Collected data:
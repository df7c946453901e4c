//! Fault injection: targeted mutation of a decoded document or extracted
//! image bytes, using the codec as a library. Each mode is a thin, pure
//! mutation function; [`crate::orchestrator`] wires them into the
//! unpack-mutate-repack pipeline and owns all file I/O.

use rand::Rng;

use crate::error::{CodecError, FieldPath};
use crate::primitive::{self, DataType};
use crate::value::{Scope, Value};

/// Flips one randomly chosen bit in each byte of a hex-string field's
/// underlying byte representation, re-rendering it through the same
/// primitive codec path the schema interpreter uses.
fn flip_hex_bits(text: &str, length: usize, rng: &mut impl Rng) -> Result<String, CodecError> {
    let path = FieldPath::default();
    let value = Value::Text(text.to_string());
    let mut bytes = primitive::encode_scalar(&value, DataType::HexLe, length, &path)?;
    for byte in bytes.iter_mut() {
        let bit = rng.gen_range(0..8);
        *byte ^= 1 << bit;
    }
    match primitive::decode_scalar(&bytes, DataType::HexLe, &path)? {
        Value::Text(s) => Ok(s),
        _ => unreachable!("hex-le always decodes to text"),
    }
}

fn missing(message: impl Into<String>) -> CodecError {
    CodecError::SchemaError {
        path: FieldPath::default(),
        message: message.into(),
    }
}

fn first_record_mut(document: &mut Scope) -> Result<&mut Scope, CodecError> {
    document
        .get_mut("FirmwareDeviceIdentificationArea")
        .and_then(Value::as_map_mut)
        .and_then(|area| area.get_mut("FirmwareDeviceIDRecords"))
        .and_then(Value::as_list_mut)
        .and_then(|records| records.first_mut())
        .and_then(Value::as_map_mut)
        .ok_or_else(|| missing("no FirmwareDeviceIDRecords[0] in document"))
}

fn all_records_mut(document: &mut Scope) -> Result<&mut [Value], CodecError> {
    document
        .get_mut("FirmwareDeviceIdentificationArea")
        .and_then(Value::as_map_mut)
        .and_then(|area| area.get_mut("FirmwareDeviceIDRecords"))
        .and_then(Value::as_list_mut)
        .map(Vec::as_mut_slice)
        .ok_or_else(|| missing("no FirmwareDeviceIDRecords in document"))
}

/// Flips one random bit per byte of `FirmwareDeviceIDRecords[0].RecordDescriptors[0].InitialDescriptorData`.
pub fn flip_descriptor(document: &mut Scope, rng: &mut impl Rng) -> Result<(), CodecError> {
    let record = first_record_mut(document)?;
    let length = record
        .get("RecordDescriptors")
        .and_then(Value::as_list)
        .and_then(|d| d.first())
        .and_then(Value::as_map)
        .and_then(|d| d.get("InitialDescriptorLength"))
        .and_then(Value::as_u64)
        .ok_or_else(|| missing("no InitialDescriptorLength on RecordDescriptors[0]"))? as usize;

    let descriptor = record
        .get_mut("RecordDescriptors")
        .and_then(Value::as_list_mut)
        .and_then(|d| d.first_mut())
        .and_then(Value::as_map_mut)
        .ok_or_else(|| missing("no RecordDescriptors[0] on first record"))?;
    let data = descriptor
        .get_mut("InitialDescriptorData")
        .and_then(Value::as_text_mut)
        .ok_or_else(|| missing("no InitialDescriptorData on RecordDescriptors[0]"))?;
    *data = flip_hex_bits(data, length, rng)?;
    Ok(())
}

/// Locates the first `RecordDescriptors[*]` entry (across all records) whose
/// `AdditionalDescriptorType == "UUID"` and flips its identifier data, rather
/// than unconditionally indexing record 4 as an older revision of the
/// reference tool did (which could index out of range on a package with
/// fewer than five device records).
pub fn flip_uuid_descriptor(document: &mut Scope, rng: &mut impl Rng) -> Result<(), CodecError> {
    let records = all_records_mut(document)?;
    for record in records.iter_mut() {
        let record = record.as_map_mut().ok_or_else(|| missing("FirmwareDeviceIDRecords element is not an object"))?;
        let descriptors = record
            .get_mut("RecordDescriptors")
            .and_then(Value::as_list_mut)
            .ok_or_else(|| missing("record has no RecordDescriptors"))?;
        for descriptor in descriptors.iter_mut() {
            let descriptor = match descriptor.as_map_mut() {
                Some(d) => d,
                None => continue,
            };
            let is_uuid = descriptor.get("AdditionalDescriptorType").and_then(Value::as_text) == Some("UUID");
            if !is_uuid {
                continue;
            }
            let length = descriptor
                .get("AdditionalDescriptorLength")
                .and_then(Value::as_u64)
                .ok_or_else(|| missing("UUID descriptor missing AdditionalDescriptorLength"))? as usize;
            let data = descriptor
                .get_mut("AdditionalDescriptorIdentifierData")
                .and_then(Value::as_text_mut)
                .ok_or_else(|| missing("UUID descriptor missing AdditionalDescriptorIdentifierData"))?;
            *data = flip_hex_bits(data, length, rng)?;
            return Ok(());
        }
    }
    Err(missing("no descriptor with AdditionalDescriptorType == UUID found"))
}

/// XORs the first byte of a component image's bytes with `0x02`, in place.
pub fn flip_image_bytes(data: &mut [u8]) {
    if let Some(first) = data.first_mut() {
        *first ^= 0x02;
    }
}

/// XORs the first byte of the trailing signature region with `0x02`, in place.
pub fn flip_signkey_bytes(data: &mut [u8]) {
    flip_image_bytes(data);
}

const LARGEFILE_MIN: usize = 100 * 1024 * 1024;
const LARGEFILE_MAX: usize = 200 * 1024 * 1024;

/// Chooses a padding length uniformly in `[100 MiB, 200 MiB)` and appends
/// that many zero bytes to `data`.
pub fn grow_largefile(data: &mut Vec<u8>, rng: &mut impl Rng) {
    let padding = rng.gen_range(LARGEFILE_MIN..LARGEFILE_MAX);
    data.resize(data.len() + padding, 0);
}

■ What you should do ■
Please copy out each line of the data in which the word "missing" occurs.

■ Response to this exercise ■
fn missing(message: impl Into<String>) -> CodecError {
        .ok_or_else(|| missing("no FirmwareDeviceIDRecords[0] in document"))
        .ok_or_else(|| missing("no FirmwareDeviceIDRecords in document"))
        .ok_or_else(|| missing("no InitialDescriptorLength on RecordDescriptors[0]"))? as usize;
        .ok_or_else(|| missing("no RecordDescriptors[0] on first record"))?;
        .ok_or_else(|| missing("no InitialDescriptorData on RecordDescriptors[0]"))?;
        let record = record.as_map_mut().ok_or_else(|| missing("FirmwareDeviceIDRecords element is not an object"))?;
            .ok_or_else(|| missing("record has no RecordDescriptors"))?;
                .ok_or_else(|| missing("UUID descriptor missing AdditionalDescriptorLength"))? as usize;
                .ok_or_else(|| missing("UUID descriptor missing AdditionalDescriptorIdentifierData"))?;
    Err(missing("no descriptor with AdditionalDescriptorType == UUID found"))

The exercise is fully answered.